« Il était un père » de Yasujiro Ozu (1942)

par Emilie Sapielak

"Il était un père" de Yasujiro Ozu

Un père élève seul son enfant. Son dévouement et son sens des responsabilités ordonnent le monde qui les entoure. A la beauté des gestes coordonnés du père et du garçon avant le départ pour l’école répondent la discipline des groupes d’écoliers dans la rue et la ligne parfaite du Mont Fuji qui se découpe dans le ciel.

Le père n’a de cesse de montrer le chemin à son fils, une belle ligne droite qui doit le conduire à la réussite, loin de lui. Et la force tranquille du père creuse cette ligne dans le décor. Un train qui avance, l’alignement des poteaux électriques, tout exprime la volonté inflexible de l’adulte que les larmes de l’enfant ne parviennent pas à fléchir.

Père et fils pêchent côte à côte, à distance respectueuse, face à la forêt. Ils font les mêmes gestes, les pieds au bord de l’eau qui trace, dans le sol, une frontière entre eux et la végétation sauvage où les arbres s’entremêlent.

L’harmonie née de cet âge d’or résiste à la séparation du père et du fils. Le drame est dans l’ordre des choses. Le visage en pleurs du garçon suscite l’apparition d’une maison que deux arbres encadrent. Si la caméra erre un temps à l’usine entre les roues d’une machine, comme pour faire mentir les belles lignes droites du début, elle remplace rapidement le fils manquant par de nouveaux personnages qu’elle fait revenir du passé. Lors de ces tête-à-tête, la réussite de l’enfant alimente les conversations.

Père et fils se retrouvent et vont aux bains ensemble. Alors qu’ils discutent, quelques plans de la rivière se glissent dans la scène. Dans une conversation à demi-mot, ces flots nerveux miment l’élan vers le passé, ce transport vers l’autre, dans cette eau où ils avaient l’habitude de pêcher. Continuer d’avancer tout en regardant derrière soi : de ce mouvement contradictoire naît la mélancolie, inévitable et douce, la marque subtile d’une transmission réussie. Si la rigidité des corps et la ritualisation de leurs interactions n’en laissent rien paraître, elle se devine dans le tremblement des ailes du papillon sur une lampe allumée.
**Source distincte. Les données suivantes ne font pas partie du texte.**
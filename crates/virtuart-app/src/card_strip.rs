//! Horizontally scrollable category strip.
//!
//! Scrolling is driven only by explicit requests. A request moves the scroll
//! target by a fraction of the visible width; `tick()` then eases the visible
//! offset toward the target, the terminal stand-in for native smooth scroll.
//!
//! Requests are relative to the pending target, not to the offset currently
//! on screen, so several requests made during one ease add up, the way
//! repeated smooth `scrollBy` calls accumulate in a browser.
//!
//! The viewport is unknown until the strip is first rendered. Requests made
//! before that are dropped.

use tracing::trace;

/// Width of one card in columns, borders included
pub const CARD_WIDTH: usize = 24;

/// Gap between adjacent cards in columns
pub const CARD_GAP: usize = 2;

/// Default share of the visible width moved by one scroll request
pub const DEFAULT_SCROLL_FRACTION: f64 = 0.8;

/// Direction of a strip scroll request
#[derive(Debug, Clone, Copy, PartialEq, Eq)]
pub enum ScrollDirection {
    /// Toward the start of the strip (left control)
    Backward,
    /// Toward the end of the strip (right control)
    Forward,
}

/// A scroll that was accepted by the strip
#[derive(Debug, Clone, Copy, PartialEq, Eq)]
pub struct ScrollRequest {
    /// Requested distance in columns, negative for backward
    pub delta: i64,
}

/// Signed distance for one scroll request: `round(visible_width * fraction)`.
pub fn scroll_distance(direction: ScrollDirection, visible_width: usize, fraction: f64) -> i64 {
    let amount = (visible_width as f64 * fraction).round() as i64;
    match direction {
        ScrollDirection::Forward => amount,
        ScrollDirection::Backward => -amount,
    }
}

/// Column span `(start, width)` of card `index` within the strip content
pub fn card_span(index: usize) -> (usize, usize) {
    (index * (CARD_WIDTH + CARD_GAP), CARD_WIDTH)
}

/// Total content width for `count` cards
pub fn content_width(count: usize) -> usize {
    if count == 0 {
        0
    } else {
        count * CARD_WIDTH + (count - 1) * CARD_GAP
    }
}

/// Scroll state of the category strip
#[derive(Debug, Clone)]
pub struct CardStrip {
    /// Offset currently shown, in columns from the strip start
    offset: usize,
    /// Offset the strip is easing toward
    target: usize,
    /// Visible width, set during render. `None` until first laid out.
    visible_width: Option<usize>,
    /// Width of all cards laid side by side
    content_width: usize,
    scroll_fraction: f64,
    smooth: bool,
}

impl Default for CardStrip {
    fn default() -> Self {
        Self::new(0)
    }
}

impl CardStrip {
    pub fn new(card_count: usize) -> Self {
        Self {
            offset: 0,
            target: 0,
            visible_width: None,
            content_width: content_width(card_count),
            scroll_fraction: DEFAULT_SCROLL_FRACTION,
            smooth: true,
        }
    }

    pub fn with_scroll_fraction(mut self, fraction: f64) -> Self {
        self.scroll_fraction = fraction;
        self
    }

    pub fn with_smooth_scroll(mut self, smooth: bool) -> Self {
        self.smooth = smooth;
        self
    }

    pub fn offset(&self) -> usize {
        self.offset
    }

    pub fn target(&self) -> usize {
        self.target
    }

    pub fn visible_width(&self) -> Option<usize> {
        self.visible_width
    }

    pub fn content_width(&self) -> usize {
        self.content_width
    }

    /// Record the laid-out viewport width (called from render).
    ///
    /// Re-clamps the offsets so a wider terminal never leaves the strip
    /// scrolled past its end.
    pub fn set_visible_width(&mut self, width: usize) {
        self.visible_width = Some(width);
        let max = self.max_offset();
        self.offset = self.offset.min(max);
        self.target = self.target.min(max);
    }

    /// Largest valid offset for the current viewport
    pub fn max_offset(&self) -> usize {
        self.content_width
            .saturating_sub(self.visible_width.unwrap_or(self.content_width))
    }

    pub fn is_animating(&self) -> bool {
        self.offset != self.target
    }

    /// Scroll one step in `direction`.
    ///
    /// Returns `None` without touching state when the strip has not been
    /// laid out yet.
    pub fn request_scroll(&mut self, direction: ScrollDirection) -> Option<ScrollRequest> {
        let width = self.visible_width?;
        let delta = scroll_distance(direction, width, self.scroll_fraction);
        self.scroll_by(delta);
        Some(ScrollRequest { delta })
    }

    /// Ensure card `index` is fully visible, scrolling as little as possible
    pub fn scroll_into_view(&mut self, index: usize) {
        let Some(width) = self.visible_width else {
            return;
        };
        let (start, card_width) = card_span(index);
        let end = start + card_width;
        if start < self.target {
            self.set_target(start);
        } else if end > self.target + width {
            self.set_target(end.saturating_sub(width));
        }
    }

    /// Advance the easing by one frame. Returns true while still moving.
    pub fn tick(&mut self) -> bool {
        if self.offset == self.target {
            return false;
        }
        let remaining = self.offset.abs_diff(self.target);
        let step = (remaining / 3).max(1);
        if self.offset < self.target {
            self.offset += step;
        } else {
            self.offset -= step;
        }
        trace!("Card strip offset {} -> target {}", self.offset, self.target);
        self.is_animating()
    }

    /// Move the target by `delta`, starting from the pending target
    fn scroll_by(&mut self, delta: i64) {
        let target = (self.target as i64).saturating_add(delta).max(0) as usize;
        self.set_target(target);
    }

    fn set_target(&mut self, target: usize) {
        self.target = target.min(self.max_offset());
        if !self.smooth {
            self.offset = self.target;
        }
    }
}

#[cfg(test)]
mod tests {
    use super::*;

    fn laid_out(cards: usize, width: usize) -> CardStrip {
        let mut strip = CardStrip::new(cards);
        strip.set_visible_width(width);
        strip
    }

    #[test]
    fn test_scroll_distance_is_eighty_percent() {
        assert_eq!(scroll_distance(ScrollDirection::Forward, 100, 0.8), 80);
        assert_eq!(scroll_distance(ScrollDirection::Backward, 100, 0.8), -80);
    }

    #[test]
    fn test_scroll_distance_rounds() {
        // 0.8 * 47 = 37.6
        assert_eq!(scroll_distance(ScrollDirection::Forward, 47, 0.8), 38);
        // 0.8 * 46 = 36.8
        assert_eq!(scroll_distance(ScrollDirection::Backward, 46, 0.8), -37);
    }

    #[test]
    fn test_request_before_layout_is_noop() {
        let mut strip = CardStrip::new(5);
        assert_eq!(strip.request_scroll(ScrollDirection::Forward), None);
        assert_eq!(strip.offset(), 0);
        assert_eq!(strip.target(), 0);
    }

    #[test]
    fn test_request_reports_signed_delta() {
        let mut strip = laid_out(5, 50);
        let req = strip.request_scroll(ScrollDirection::Forward).unwrap();
        assert_eq!(req.delta, 40);
        let req = strip.request_scroll(ScrollDirection::Backward).unwrap();
        assert_eq!(req.delta, -40);
    }

    #[test]
    fn test_target_clamped_to_content() {
        // 5 cards: 5*24 + 4*2 = 128 columns, 50 visible -> max 78
        let mut strip = laid_out(5, 50);
        assert_eq!(strip.max_offset(), 78);
        strip.request_scroll(ScrollDirection::Forward);
        strip.request_scroll(ScrollDirection::Forward);
        strip.request_scroll(ScrollDirection::Forward);
        assert_eq!(strip.target(), 78);

        strip.request_scroll(ScrollDirection::Backward);
        strip.request_scroll(ScrollDirection::Backward);
        strip.request_scroll(ScrollDirection::Backward);
        assert_eq!(strip.target(), 0);
    }

    #[test]
    fn test_requests_during_ease_accumulate() {
        let mut strip = CardStrip::new(8);
        strip.set_visible_width(50);
        strip.request_scroll(ScrollDirection::Forward);
        strip.tick();
        assert!(strip.offset() > 0 && strip.offset() < 40);

        // Second request stacks on the pending target, not the shown offset
        strip.request_scroll(ScrollDirection::Forward);
        assert_eq!(strip.target(), 80);

        while strip.tick() {}
        assert_eq!(strip.offset(), 80);
    }

    #[test]
    fn test_no_scroll_when_content_fits() {
        let mut strip = laid_out(2, 200);
        assert_eq!(strip.max_offset(), 0);
        assert!(strip.request_scroll(ScrollDirection::Forward).is_some());
        assert_eq!(strip.target(), 0);
    }

    #[test]
    fn test_tick_eases_to_target() {
        let mut strip = laid_out(5, 50);
        strip.request_scroll(ScrollDirection::Forward);
        assert_eq!(strip.offset(), 0);
        assert!(strip.is_animating());

        let mut ticks = 0;
        while strip.tick() {
            ticks += 1;
            assert!(ticks < 100, "easing never settled");
        }
        assert_eq!(strip.offset(), 40);
        assert!(!strip.is_animating());
    }

    #[test]
    fn test_tick_moves_monotonically() {
        let mut strip = laid_out(5, 50);
        strip.request_scroll(ScrollDirection::Forward);
        let mut last = strip.offset();
        while strip.tick() {
            assert!(strip.offset() > last);
            last = strip.offset();
        }
    }

    #[test]
    fn test_instant_scroll_without_smoothing() {
        let mut strip = CardStrip::new(5).with_smooth_scroll(false);
        strip.set_visible_width(50);
        strip.request_scroll(ScrollDirection::Forward);
        assert_eq!(strip.offset(), 40);
        assert!(!strip.tick());
    }

    #[test]
    fn test_custom_fraction() {
        let mut strip = CardStrip::new(10).with_scroll_fraction(0.5);
        strip.set_visible_width(60);
        let req = strip.request_scroll(ScrollDirection::Forward).unwrap();
        assert_eq!(req.delta, 30);
    }

    #[test]
    fn test_scroll_into_view_forward_and_back() {
        let mut strip = CardStrip::new(5).with_smooth_scroll(false);
        strip.set_visible_width(50);

        // Card 3 spans 78..102
        strip.scroll_into_view(3);
        assert_eq!(strip.offset(), 52);

        // Card 0 spans 0..24
        strip.scroll_into_view(0);
        assert_eq!(strip.offset(), 0);
    }

    #[test]
    fn test_scroll_into_view_visible_card_is_noop() {
        let mut strip = laid_out(5, 50);
        strip.scroll_into_view(1);
        assert_eq!(strip.target(), 0);
    }

    #[test]
    fn test_widening_viewport_reclamps() {
        let mut strip = CardStrip::new(5).with_smooth_scroll(false);
        strip.set_visible_width(50);
        strip.request_scroll(ScrollDirection::Forward);
        strip.request_scroll(ScrollDirection::Forward);
        assert_eq!(strip.offset(), 78);

        strip.set_visible_width(120);
        assert_eq!(strip.offset(), 8);
        assert_eq!(strip.target(), 8);
    }

    #[test]
    fn test_content_width() {
        assert_eq!(content_width(0), 0);
        assert_eq!(content_width(1), CARD_WIDTH);
        assert_eq!(content_width(3), 3 * CARD_WIDTH + 2 * CARD_GAP);
    }
}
Le père a toujours préparé avec beaucoup de soin les affaires de son enfant. Après l’ultime et tragique séparation, le garçon devenu grand s’installe dans ce train qui traversait l’image de part en part. La caméra s’arrête sur le filet à bagages, comme si les valises du fils étaient, à ce moment-là, plus importantes que la vision du train disparaissant dans le paysage.